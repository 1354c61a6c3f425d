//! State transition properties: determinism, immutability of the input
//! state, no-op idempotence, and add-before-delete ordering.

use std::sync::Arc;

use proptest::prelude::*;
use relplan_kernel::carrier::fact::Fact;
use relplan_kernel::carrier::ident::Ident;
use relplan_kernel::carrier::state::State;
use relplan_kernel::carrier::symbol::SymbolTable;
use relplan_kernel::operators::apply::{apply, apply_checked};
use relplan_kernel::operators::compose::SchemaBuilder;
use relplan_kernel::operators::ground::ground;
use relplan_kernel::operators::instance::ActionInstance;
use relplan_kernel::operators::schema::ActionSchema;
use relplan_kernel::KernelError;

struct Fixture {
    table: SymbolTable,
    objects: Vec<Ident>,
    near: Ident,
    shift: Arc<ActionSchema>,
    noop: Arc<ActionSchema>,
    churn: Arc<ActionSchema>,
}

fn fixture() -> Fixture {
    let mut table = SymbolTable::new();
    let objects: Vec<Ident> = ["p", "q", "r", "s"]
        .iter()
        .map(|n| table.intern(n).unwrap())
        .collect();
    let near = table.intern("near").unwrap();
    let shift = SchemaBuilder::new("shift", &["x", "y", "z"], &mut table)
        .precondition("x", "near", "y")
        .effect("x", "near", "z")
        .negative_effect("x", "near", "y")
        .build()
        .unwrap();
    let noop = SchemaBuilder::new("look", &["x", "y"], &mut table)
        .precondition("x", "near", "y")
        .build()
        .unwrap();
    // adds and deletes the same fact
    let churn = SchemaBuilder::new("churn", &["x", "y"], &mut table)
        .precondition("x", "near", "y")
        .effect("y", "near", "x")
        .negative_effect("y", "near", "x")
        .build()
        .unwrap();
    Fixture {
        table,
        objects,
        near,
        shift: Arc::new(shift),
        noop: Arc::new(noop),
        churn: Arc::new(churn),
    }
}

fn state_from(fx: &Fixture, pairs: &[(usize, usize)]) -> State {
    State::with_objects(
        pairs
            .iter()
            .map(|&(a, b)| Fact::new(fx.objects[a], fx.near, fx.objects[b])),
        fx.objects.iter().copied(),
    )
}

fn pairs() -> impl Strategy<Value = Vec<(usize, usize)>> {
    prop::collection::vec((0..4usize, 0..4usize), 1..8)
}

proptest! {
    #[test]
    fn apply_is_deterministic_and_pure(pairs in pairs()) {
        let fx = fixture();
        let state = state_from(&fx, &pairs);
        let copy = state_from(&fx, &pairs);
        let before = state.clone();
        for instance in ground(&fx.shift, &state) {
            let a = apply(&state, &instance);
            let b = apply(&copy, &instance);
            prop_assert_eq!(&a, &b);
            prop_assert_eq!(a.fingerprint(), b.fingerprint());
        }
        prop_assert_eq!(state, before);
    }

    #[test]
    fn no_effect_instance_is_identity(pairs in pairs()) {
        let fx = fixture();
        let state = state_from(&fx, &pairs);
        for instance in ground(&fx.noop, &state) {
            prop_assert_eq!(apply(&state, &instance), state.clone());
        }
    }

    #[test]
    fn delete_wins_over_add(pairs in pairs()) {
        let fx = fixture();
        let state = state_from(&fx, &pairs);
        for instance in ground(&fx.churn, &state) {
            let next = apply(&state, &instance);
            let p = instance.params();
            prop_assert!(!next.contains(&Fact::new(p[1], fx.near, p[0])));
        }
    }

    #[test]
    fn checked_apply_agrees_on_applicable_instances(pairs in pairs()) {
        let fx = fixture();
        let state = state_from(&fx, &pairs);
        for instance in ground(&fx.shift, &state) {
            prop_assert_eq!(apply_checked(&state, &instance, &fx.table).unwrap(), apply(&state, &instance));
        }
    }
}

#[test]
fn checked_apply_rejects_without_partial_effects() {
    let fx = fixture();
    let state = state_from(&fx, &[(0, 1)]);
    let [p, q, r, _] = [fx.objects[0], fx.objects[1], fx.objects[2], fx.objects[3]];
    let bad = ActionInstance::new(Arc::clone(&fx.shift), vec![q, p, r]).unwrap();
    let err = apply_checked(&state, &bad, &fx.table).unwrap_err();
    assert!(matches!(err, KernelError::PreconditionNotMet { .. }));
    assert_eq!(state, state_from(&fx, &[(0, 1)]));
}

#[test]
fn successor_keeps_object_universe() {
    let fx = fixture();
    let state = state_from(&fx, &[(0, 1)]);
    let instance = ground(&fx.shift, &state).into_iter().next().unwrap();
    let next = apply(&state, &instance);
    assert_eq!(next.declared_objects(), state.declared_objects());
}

--

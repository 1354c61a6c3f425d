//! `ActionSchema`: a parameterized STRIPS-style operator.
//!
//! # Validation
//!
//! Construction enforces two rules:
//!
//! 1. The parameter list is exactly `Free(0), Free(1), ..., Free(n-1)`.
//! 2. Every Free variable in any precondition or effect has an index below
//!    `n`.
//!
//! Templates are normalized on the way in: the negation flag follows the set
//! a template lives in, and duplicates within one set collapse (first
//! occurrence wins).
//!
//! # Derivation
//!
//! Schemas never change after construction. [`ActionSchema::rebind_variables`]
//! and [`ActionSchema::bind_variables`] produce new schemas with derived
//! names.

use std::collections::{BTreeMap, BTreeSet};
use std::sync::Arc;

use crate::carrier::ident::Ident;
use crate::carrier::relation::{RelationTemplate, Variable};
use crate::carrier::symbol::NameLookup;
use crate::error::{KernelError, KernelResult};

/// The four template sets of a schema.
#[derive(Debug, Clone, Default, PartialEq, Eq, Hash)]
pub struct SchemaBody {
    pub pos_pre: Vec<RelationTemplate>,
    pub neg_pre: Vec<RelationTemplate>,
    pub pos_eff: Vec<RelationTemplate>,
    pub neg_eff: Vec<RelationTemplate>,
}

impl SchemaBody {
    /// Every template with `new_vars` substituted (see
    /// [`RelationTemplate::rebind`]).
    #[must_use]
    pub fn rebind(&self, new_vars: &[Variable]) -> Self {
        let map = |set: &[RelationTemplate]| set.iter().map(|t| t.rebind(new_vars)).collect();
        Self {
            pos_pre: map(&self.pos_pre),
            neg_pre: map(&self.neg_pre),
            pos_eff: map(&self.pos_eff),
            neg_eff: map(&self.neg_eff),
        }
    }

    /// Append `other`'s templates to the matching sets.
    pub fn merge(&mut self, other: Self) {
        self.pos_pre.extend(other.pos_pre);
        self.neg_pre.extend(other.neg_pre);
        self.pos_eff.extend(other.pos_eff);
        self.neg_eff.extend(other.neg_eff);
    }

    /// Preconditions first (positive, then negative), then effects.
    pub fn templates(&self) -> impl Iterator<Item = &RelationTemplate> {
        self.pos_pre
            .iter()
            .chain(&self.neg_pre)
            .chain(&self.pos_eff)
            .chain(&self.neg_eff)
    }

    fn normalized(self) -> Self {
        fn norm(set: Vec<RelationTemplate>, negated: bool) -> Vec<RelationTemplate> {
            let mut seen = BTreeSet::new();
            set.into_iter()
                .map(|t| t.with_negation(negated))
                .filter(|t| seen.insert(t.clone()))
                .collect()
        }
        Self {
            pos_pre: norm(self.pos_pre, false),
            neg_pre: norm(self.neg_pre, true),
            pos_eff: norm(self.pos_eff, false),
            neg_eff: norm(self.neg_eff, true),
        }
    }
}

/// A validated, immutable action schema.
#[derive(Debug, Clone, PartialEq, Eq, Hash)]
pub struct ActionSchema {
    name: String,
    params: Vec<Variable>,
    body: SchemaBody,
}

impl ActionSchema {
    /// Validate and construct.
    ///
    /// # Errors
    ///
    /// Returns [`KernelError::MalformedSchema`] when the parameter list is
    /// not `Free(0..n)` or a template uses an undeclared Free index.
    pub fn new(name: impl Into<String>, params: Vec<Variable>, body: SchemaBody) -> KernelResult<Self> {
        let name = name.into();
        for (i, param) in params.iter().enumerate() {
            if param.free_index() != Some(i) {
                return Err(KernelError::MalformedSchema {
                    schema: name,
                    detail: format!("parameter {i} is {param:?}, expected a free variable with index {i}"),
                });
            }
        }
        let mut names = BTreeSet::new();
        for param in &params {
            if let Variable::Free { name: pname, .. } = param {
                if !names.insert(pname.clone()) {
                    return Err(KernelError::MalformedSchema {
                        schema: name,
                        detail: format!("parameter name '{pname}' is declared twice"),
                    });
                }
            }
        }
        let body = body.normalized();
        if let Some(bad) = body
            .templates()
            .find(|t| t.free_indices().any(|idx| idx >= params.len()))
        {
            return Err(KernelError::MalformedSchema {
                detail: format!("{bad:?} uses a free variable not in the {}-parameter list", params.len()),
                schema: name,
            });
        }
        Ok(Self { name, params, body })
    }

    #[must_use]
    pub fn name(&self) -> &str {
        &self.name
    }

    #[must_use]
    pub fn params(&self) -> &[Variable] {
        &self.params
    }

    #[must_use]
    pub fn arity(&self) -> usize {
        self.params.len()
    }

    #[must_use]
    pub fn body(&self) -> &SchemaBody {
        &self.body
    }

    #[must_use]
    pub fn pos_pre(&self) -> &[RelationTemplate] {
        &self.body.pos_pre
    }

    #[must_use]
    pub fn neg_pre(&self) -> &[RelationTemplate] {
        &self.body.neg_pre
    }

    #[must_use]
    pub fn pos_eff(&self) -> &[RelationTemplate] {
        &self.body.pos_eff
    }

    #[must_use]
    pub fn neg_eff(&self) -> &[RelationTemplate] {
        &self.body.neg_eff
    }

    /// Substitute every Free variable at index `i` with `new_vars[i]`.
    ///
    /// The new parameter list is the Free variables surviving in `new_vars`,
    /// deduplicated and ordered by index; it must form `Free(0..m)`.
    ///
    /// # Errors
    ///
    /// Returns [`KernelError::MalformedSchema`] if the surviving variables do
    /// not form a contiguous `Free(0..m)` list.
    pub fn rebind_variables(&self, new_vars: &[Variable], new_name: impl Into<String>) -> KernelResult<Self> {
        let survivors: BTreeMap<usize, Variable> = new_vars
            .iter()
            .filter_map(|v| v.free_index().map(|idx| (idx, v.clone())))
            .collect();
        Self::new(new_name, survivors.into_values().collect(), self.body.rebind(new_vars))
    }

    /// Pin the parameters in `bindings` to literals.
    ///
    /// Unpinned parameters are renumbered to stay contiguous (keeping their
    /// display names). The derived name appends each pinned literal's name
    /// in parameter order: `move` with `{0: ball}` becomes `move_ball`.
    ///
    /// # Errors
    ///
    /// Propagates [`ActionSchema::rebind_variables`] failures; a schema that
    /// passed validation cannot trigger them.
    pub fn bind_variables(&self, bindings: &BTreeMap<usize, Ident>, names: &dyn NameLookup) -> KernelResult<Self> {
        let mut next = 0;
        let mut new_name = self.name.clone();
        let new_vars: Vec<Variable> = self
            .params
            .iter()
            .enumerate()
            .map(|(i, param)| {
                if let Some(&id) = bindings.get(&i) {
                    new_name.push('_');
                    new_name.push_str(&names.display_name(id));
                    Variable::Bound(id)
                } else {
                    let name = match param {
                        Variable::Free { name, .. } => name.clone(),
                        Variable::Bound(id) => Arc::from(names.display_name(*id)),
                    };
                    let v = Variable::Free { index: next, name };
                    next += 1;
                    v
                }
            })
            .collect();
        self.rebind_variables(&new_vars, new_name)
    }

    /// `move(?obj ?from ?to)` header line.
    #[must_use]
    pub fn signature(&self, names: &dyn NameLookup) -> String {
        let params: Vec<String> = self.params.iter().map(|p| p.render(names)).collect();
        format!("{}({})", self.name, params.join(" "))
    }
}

PROBLEM REQUIREMENTS:
Go through the entries above and report every line in which the word "copy" appears.

RESULT:
        let copy = state_from(&fx, &pairs);
            let b = apply(&copy, &instance);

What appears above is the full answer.